::: Input data :::
// SPDX-License-Identifier: MIT
// Copyright (c) Microsoft Corporation.

//! Decoding of the CloudFront signing key.
//!
//! The key is provided by the operator as PEM text, usually via the configuration file or an
//! environment variable. Operators export keys with whatever tool is at hand, so the PEM block
//! type is not trusted; the contents are tried as PKCS #1, PKCS #8, and SEC 1 in that order.

use openssl::{
    ec::EcKey,
    ecdsa::EcdsaSig,
    error::ErrorStack,
    hash::MessageDigest,
    nid::Nid,
    pkey::{Id, PKey, Private},
    rsa::Rsa,
    sign::Signer,
};

use crate::error::{KeyError, SignError};

/// The algorithm family of a [`PrivateKeyMaterial`].
#[derive(Debug, Clone, Copy, PartialEq, Eq)]
pub enum KeyAlgorithm {
    Rsa,
    Ec,
    Ed25519,
}

impl std::fmt::Display for KeyAlgorithm {
    fn fmt(&self, f: &mut std::fmt::Formatter<'_>) -> std::fmt::Result {
        match self {
            KeyAlgorithm::Rsa => write!(f, "RSA"),
            KeyAlgorithm::Ec => write!(f, "EC"),
            KeyAlgorithm::Ed25519 => write!(f, "Ed25519"),
        }
    }
}

/// A decoded private key that is guaranteed to be usable for signing.
pub enum PrivateKeyMaterial {
    Rsa(Rsa<Private>),
    Ec(EcKey<Private>),
    Ed25519(PKey<Private>),
}

impl std::fmt::Debug for PrivateKeyMaterial {
    fn fmt(&self, f: &mut std::fmt::Formatter<'_>) -> std::fmt::Result {
        f.debug_tuple("PrivateKeyMaterial")
            .field(&self.algorithm())
            .finish()
    }
}

impl PrivateKeyMaterial {
    /// Decode a PEM-encoded private key.
    ///
    /// The `label` is only used to identify the key in error messages.
    ///
    /// # Errors
    ///
    /// Returns [`KeyError::InvalidPem`] if there's no PEM block, [`KeyError::DisallowedAlgorithm`]
    /// if the block is a PKCS #8 key for an unsupported algorithm, and
    /// [`KeyError::UnrecognizedFormat`] if the block isn't a private key at all.
    pub fn from_pem(pem: &[u8], label: &str) -> Result<Self, KeyError> {
        // Anything before the first BEGIN line is ignored, and RFC 1421 headers are dropped,
        // which leaves an encrypted body that won't parse as any key format.
        let block = pem::parse(pem).map_err(|error| {
            tracing::debug!(label, %error, "No PEM block found");
            KeyError::InvalidPem {
                label: label.to_string(),
            }
        })?;
        let der = block.contents();

        if let Ok(key) = Rsa::private_key_from_der(der) {
            tracing::debug!(label, block_type = block.tag(), "Parsed PKCS #1 private key");
            return Ok(Self::Rsa(key));
        }
        if let Ok(key) = PKey::private_key_from_pkcs8(der) {
            tracing::debug!(label, block_type = block.tag(), "Parsed PKCS #8 private key");
            return Self::from_pkcs8(key).map_err(|id| KeyError::DisallowedAlgorithm {
                label: label.to_string(),
                algorithm: Nid::from_raw(id.as_raw())
                    .short_name()
                    .unwrap_or("unknown")
                    .to_string(),
            });
        }
        if let Ok(key) = EcKey::private_key_from_der(der) {
            tracing::debug!(label, block_type = block.tag(), "Parsed SEC 1 private key");
            return Ok(Self::Ec(key));
        }

        Err(KeyError::UnrecognizedFormat {
            label: label.to_string(),
            block_type: block.tag().to_string(),
        })
    }

    fn from_pkcs8(key: PKey<Private>) -> Result<Self, Id> {
        match key.id() {
            Id::RSA => key.rsa().map(Self::Rsa).map_err(|_| Id::RSA),
            Id::EC => key.ec_key().map(Self::Ec).map_err(|_| Id::EC),
            Id::ED25519 => Ok(Self::Ed25519(key)),
            other => Err(other),
        }
    }

    pub fn algorithm(&self) -> KeyAlgorithm {
        match self {
            Self::Rsa(_) => KeyAlgorithm::Rsa,
            Self::Ec(_) => KeyAlgorithm::Ec,
            Self::Ed25519(_) => KeyAlgorithm::Ed25519,
        }
    }

    /// Sign `payload`.
    ///
    /// RSA keys produce RSASSA-PKCS1-v1_5 signatures and EC keys produce DER-encoded ECDSA
    /// signatures, both over the SHA-1 digest of the payload since that is what CloudFront
    /// verifies. Ed25519 signs the payload directly.
    pub fn sign(&self, payload: &[u8]) -> Result<Vec<u8>, SignError> {
        match self {
            Self::Rsa(key) => {
                let key = PKey::from_rsa(key.clone())?;
                let mut signer = Signer::new(MessageDigest::sha1(), &key)?;
                Ok(signer.sign_oneshot_to_vec(payload)?)
            }
            Self::Ec(key) => {
                let digest = openssl::sha::sha1(payload);
                Ok(EcdsaSig::sign(&digest, key)?.to_der()?)
            }
            Self::Ed25519(key) => {
                let mut signer = Signer::new_without_digest(key)?;
                Ok(signer.sign_oneshot_to_vec(payload)?)
            }
        }
    }

    /// The PEM-encoded SubjectPublicKeyInfo for this key.
    ///
    /// This is the public key to upload to CloudFront.
    pub fn public_key_to_pem(&self) -> Result<Vec<u8>, ErrorStack> {
        match self {
            Self::Rsa(key) => PKey::from_rsa(key.clone())?.public_key_to_pem(),
            Self::Ec(key) => PKey::from_ec_key(key.clone())?.public_key_to_pem(),
            Self::Ed25519(key) => key.public_key_to_pem(),
        }
    }
}
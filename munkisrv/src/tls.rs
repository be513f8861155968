// SPDX-License-Identifier: MIT
// Copyright (c) Microsoft Corporation.

//! TLS policy for the listening socket.
//!
//! [`validate`] checks a [`TlsConfig`] without reading any file contents, and [`build`]
//! compiles it into an [`SslAcceptor`]. Both reject unknown version and client
//! authentication literals; absent (or empty) fields use the defaults of TLS 1.2, TLS 1.3,
//! and [`ClientAuth::None`].

use std::{fmt::Display, path::Path, str::FromStr};

use openssl::{
    ssl::{SslAcceptor, SslAcceptorBuilder, SslFiletype, SslMethod, SslVerifyMode, SslVersion},
    x509::X509,
};

use crate::{
    config::TlsConfig,
    error::{BuildError, ValidationError},
};

/// A TLS protocol version.
#[derive(Debug, Clone, Copy, PartialEq, Eq, PartialOrd, Ord)]
pub enum TlsVersion {
    Tls10,
    Tls11,
    Tls12,
    Tls13,
}

impl TlsVersion {
    pub const DEFAULT_MIN: Self = Self::Tls12;
    pub const DEFAULT_MAX: Self = Self::Tls13;

    pub fn ssl_version(self) -> SslVersion {
        match self {
            Self::Tls10 => SslVersion::TLS1,
            Self::Tls11 => SslVersion::TLS1_1,
            Self::Tls12 => SslVersion::TLS1_2,
            Self::Tls13 => SslVersion::TLS1_3,
        }
    }
}

impl FromStr for TlsVersion {
    type Err = String;

    fn from_str(s: &str) -> Result<Self, Self::Err> {
        match s.to_ascii_lowercase().as_str() {
            "1.0" => Ok(Self::Tls10),
            "1.1" => Ok(Self::Tls11),
            "1.2" => Ok(Self::Tls12),
            "1.3" => Ok(Self::Tls13),
            _ => Err(s.to_string()),
        }
    }
}

impl Display for TlsVersion {
    fn fmt(&self, f: &mut std::fmt::Formatter<'_>) -> std::fmt::Result {
        f.write_str(match self {
            Self::Tls10 => "1.0",
            Self::Tls11 => "1.1",
            Self::Tls12 => "1.2",
            Self::Tls13 => "1.3",
        })
    }
}

/// How the server treats client certificates.
#[derive(Debug, Clone, Copy, Default, PartialEq, Eq)]
pub enum ClientAuth {
    /// Don't ask for a client certificate.
    #[default]
    None,
    /// Ask for a certificate, but accept the connection with or without one. Any certificate
    /// presented is accepted without verification.
    Request,
    /// Require a certificate, but don't verify it.
    Require,
    /// Ask for a certificate and verify it against the CA file if one is presented.
    VerifyIfGiven,
    /// Require a certificate that verifies against the CA file.
    RequireAndVerify,
}

impl ClientAuth {
    /// The OpenSSL verification mode for this policy.
    pub fn verify_mode(self) -> SslVerifyMode {
        match self {
            Self::None => SslVerifyMode::NONE,
            Self::Request | Self::VerifyIfGiven => SslVerifyMode::PEER,
            Self::Require | Self::RequireAndVerify => {
                SslVerifyMode::PEER | SslVerifyMode::FAIL_IF_NO_PEER_CERT
            }
        }
    }

    /// Whether a presented certificate must chain to the configured CA.
    pub fn verifies_chain(self) -> bool {
        matches!(self, Self::VerifyIfGiven | Self::RequireAndVerify)
    }
}

impl FromStr for ClientAuth {
    type Err = String;

    fn from_str(s: &str) -> Result<Self, Self::Err> {
        match s.to_ascii_lowercase().as_str() {
            "none" => Ok(Self::None),
            "request" => Ok(Self::Request),
            "require" => Ok(Self::Require),
            "verify-if-given" => Ok(Self::VerifyIfGiven),
            "require-and-verify" => Ok(Self::RequireAndVerify),
            _ => Err(s.to_string()),
        }
    }
}

impl Display for ClientAuth {
    fn fmt(&self, f: &mut std::fmt::Formatter<'_>) -> std::fmt::Result {
        f.write_str(match self {
            Self::None => "none",
            Self::Request => "request",
            Self::Require => "require",
            Self::VerifyIfGiven => "verify-if-given",
            Self::RequireAndVerify => "require-and-verify",
        })
    }
}

/// The literal settings of an enabled [`TlsConfig`], parsed and checked for consistency.
struct Policy<'a> {
    cert_file: &'a Path,
    key_file: &'a Path,
    ca_file: Option<&'a Path>,
    client_auth: ClientAuth,
    min_version: TlsVersion,
    max_version: TlsVersion,
}

impl<'a> Policy<'a> {
    fn resolve(config: &'a TlsConfig) -> Result<Self, ValidationError> {
        let cert_file = config
            .cert_file()
            .ok_or(ValidationError::CertFileRequired)?;
        let key_file = config.key_file().ok_or(ValidationError::KeyFileRequired)?;

        let version = |field: &'static str, value: Option<&str>, default: TlsVersion| {
            value.map_or(Ok(default), |value| {
                value
                    .parse::<TlsVersion>()
                    .map_err(|value| ValidationError::InvalidVersion { field, value })
            })
        };
        let min_version = version("min_version", config.min_version(), TlsVersion::DEFAULT_MIN)?;
        let max_version = version("max_version", config.max_version(), TlsVersion::DEFAULT_MAX)?;

        let client_auth = config.client_auth().map_or(Ok(ClientAuth::None), |value| {
            value
                .parse::<ClientAuth>()
                .map_err(ValidationError::InvalidClientAuth)
        })?;

        let ca_file = config.ca_file();
        if client_auth != ClientAuth::None && ca_file.is_none() {
            return Err(ValidationError::CaFileRequired(client_auth.to_string()));
        }
        if min_version > max_version {
            return Err(ValidationError::VersionRange {
                min: min_version.to_string(),
                max: max_version.to_string(),
            });
        }

        Ok(Self {
            cert_file,
            key_file,
            ca_file,
            client_auth,
            min_version,
            max_version,
        })
    }
}

/// Check a TLS configuration before any socket is bound.
///
/// A disabled configuration is always valid. Referenced files must exist, but their contents
/// are not inspected; [`build`] reports unparseable files.
///
/// # Errors
///
/// The first problem found is returned.
pub fn validate(config: &TlsConfig) -> Result<(), ValidationError> {
    if !config.enabled {
        return Ok(());
    }

    let cert_file = config
        .cert_file()
        .ok_or(ValidationError::CertFileRequired)?;
    let key_file = config.key_file().ok_or(ValidationError::KeyFileRequired)?;
    for (field, path) in [
        ("cert_file", Some(cert_file)),
        ("key_file", Some(key_file)),
        ("ca_file", config.ca_file()),
    ] {
        if let Some(path) = path {
            if !path.exists() {
                return Err(ValidationError::MissingFile {
                    field,
                    path: path.to_path_buf(),
                });
            }
        }
    }

    Policy::resolve(config).map(|_| ())
}

/// A server TLS context built from a [`TlsConfig`].
pub struct TlsContext {
    acceptor: SslAcceptor,
    min_version: TlsVersion,
    max_version: TlsVersion,
    client_auth: ClientAuth,
}

impl std::fmt::Debug for TlsContext {
    fn fmt(&self, f: &mut std::fmt::Formatter<'_>) -> std::fmt::Result {
        f.debug_struct("TlsContext")
            .field("min_version", &self.min_version)
            .field("max_version", &self.max_version)
            .field("client_auth", &self.client_auth)
            .finish_non_exhaustive()
    }
}

impl TlsContext {
    pub fn acceptor(&self) -> &SslAcceptor {
        &self.acceptor
    }

    pub fn min_version(&self) -> TlsVersion {
        self.min_version
    }

    pub fn max_version(&self) -> TlsVersion {
        self.max_version
    }

    pub fn client_auth(&self) -> ClientAuth {
        self.client_auth
    }
}

fn acceptor_builder(min_version: TlsVersion) -> Result<SslAcceptorBuilder, BuildError> {
    // The v5 profile disables everything older than TLS 1.2 outright.
    let builder = if min_version < TlsVersion::Tls12 {
        SslAcceptor::mozilla_intermediate(SslMethod::tls_server())?
    } else {
        SslAcceptor::mozilla_intermediate_v5(SslMethod::tls_server())?
    };

    Ok(builder)
}

fn load_ca_certificates(path: &Path) -> Result<Vec<X509>, BuildError> {
    let pem = std::fs::read(path).map_err(|source| BuildError::ReadCa {
        path: path.to_path_buf(),
        source,
    })?;
    match X509::stack_from_pem(&pem) {
        Ok(certs) if !certs.is_empty() => Ok(certs),
        _ => Err(BuildError::ParseCa {
            path: path.to_path_buf(),
        }),
    }
}

/// Build the server TLS context.
///
/// Returns `Ok(None)` when TLS is disabled.
///
/// # Errors
///
/// Any literal [`validate`] would reject is an error here as well. The certificate chain and
/// private key must load and match. If a CA file is configured it must contain at least one
/// PEM certificate; those certificates are advertised to clients and used to verify client
/// certificates.
#[tracing::instrument(skip_all, err)]
pub fn build(config: &TlsConfig) -> Result<Option<TlsContext>, BuildError> {
    if !config.enabled {
        tracing::debug!("TLS is disabled");
        return Ok(None);
    }
    let policy = Policy::resolve(config)?;

    let mut acceptor = acceptor_builder(policy.min_version)?;
    acceptor.set_min_proto_version(Some(policy.min_version.ssl_version()))?;
    acceptor.set_max_proto_version(Some(policy.max_version.ssl_version()))?;
    // The key is loaded first: OpenSSL drops a key that doesn't match a certificate loaded
    // after it, and check_private_key then reports the mismatch.
    acceptor
        .set_private_key_file(policy.key_file, SslFiletype::PEM)
        .map_err(|source| BuildError::PrivateKey {
            path: policy.key_file.to_path_buf(),
            source,
        })?;
    acceptor
        .set_certificate_chain_file(policy.cert_file)
        .map_err(|source| BuildError::Certificate {
            path: policy.cert_file.to_path_buf(),
            source,
        })?;
    acceptor
        .check_private_key()
        .map_err(BuildError::KeyMismatch)?;

    if let Some(ca_file) = policy.ca_file {
        let certs = load_ca_certificates(ca_file)?;
        tracing::debug!(
            ca_file = %ca_file.display(),
            certificates = certs.len(),
            "Loaded client certificate authorities"
        );
        for cert in certs {
            acceptor.add_client_ca(&cert)?;
            acceptor.cert_store_mut().add_cert(cert)?;
        }
    }

    let mode = policy.client_auth.verify_mode();
    if policy.client_auth.verifies_chain() {
        acceptor.set_verify(mode);
    } else {
        // Certificates are requested, but anything the client presents is accepted.
        acceptor.set_verify_callback(mode, |_preverify_ok, _context| true);
    }

    tracing::info!(
        min_version = %policy.min_version,
        max_version = %policy.max_version,
        client_auth = %policy.client_auth,
        "TLS context built"
    );
    Ok(Some(TlsContext {
        acceptor: acceptor.build(),
        min_version: policy.min_version,
        max_version: policy.max_version,
        client_auth: policy.client_auth,
    }))
}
:::
_Task goal_
Scan the entries for the word "BuildError". Report each line that has it.

_Written solution_
    error::{BuildError, ValidationError},
fn acceptor_builder(min_version: TlsVersion) -> Result<SslAcceptorBuilder, BuildError> {
fn load_ca_certificates(path: &Path) -> Result<Vec<X509>, BuildError> {
    let pem = std::fs::read(path).map_err(|source| BuildError::ReadCa {
        _ => Err(BuildError::ParseCa {
pub fn build(config: &TlsConfig) -> Result<Option<TlsContext>, BuildError> {
        .map_err(|source| BuildError::PrivateKey {
        .map_err(|source| BuildError::Certificate {
        .map_err(BuildError::KeyMismatch)?;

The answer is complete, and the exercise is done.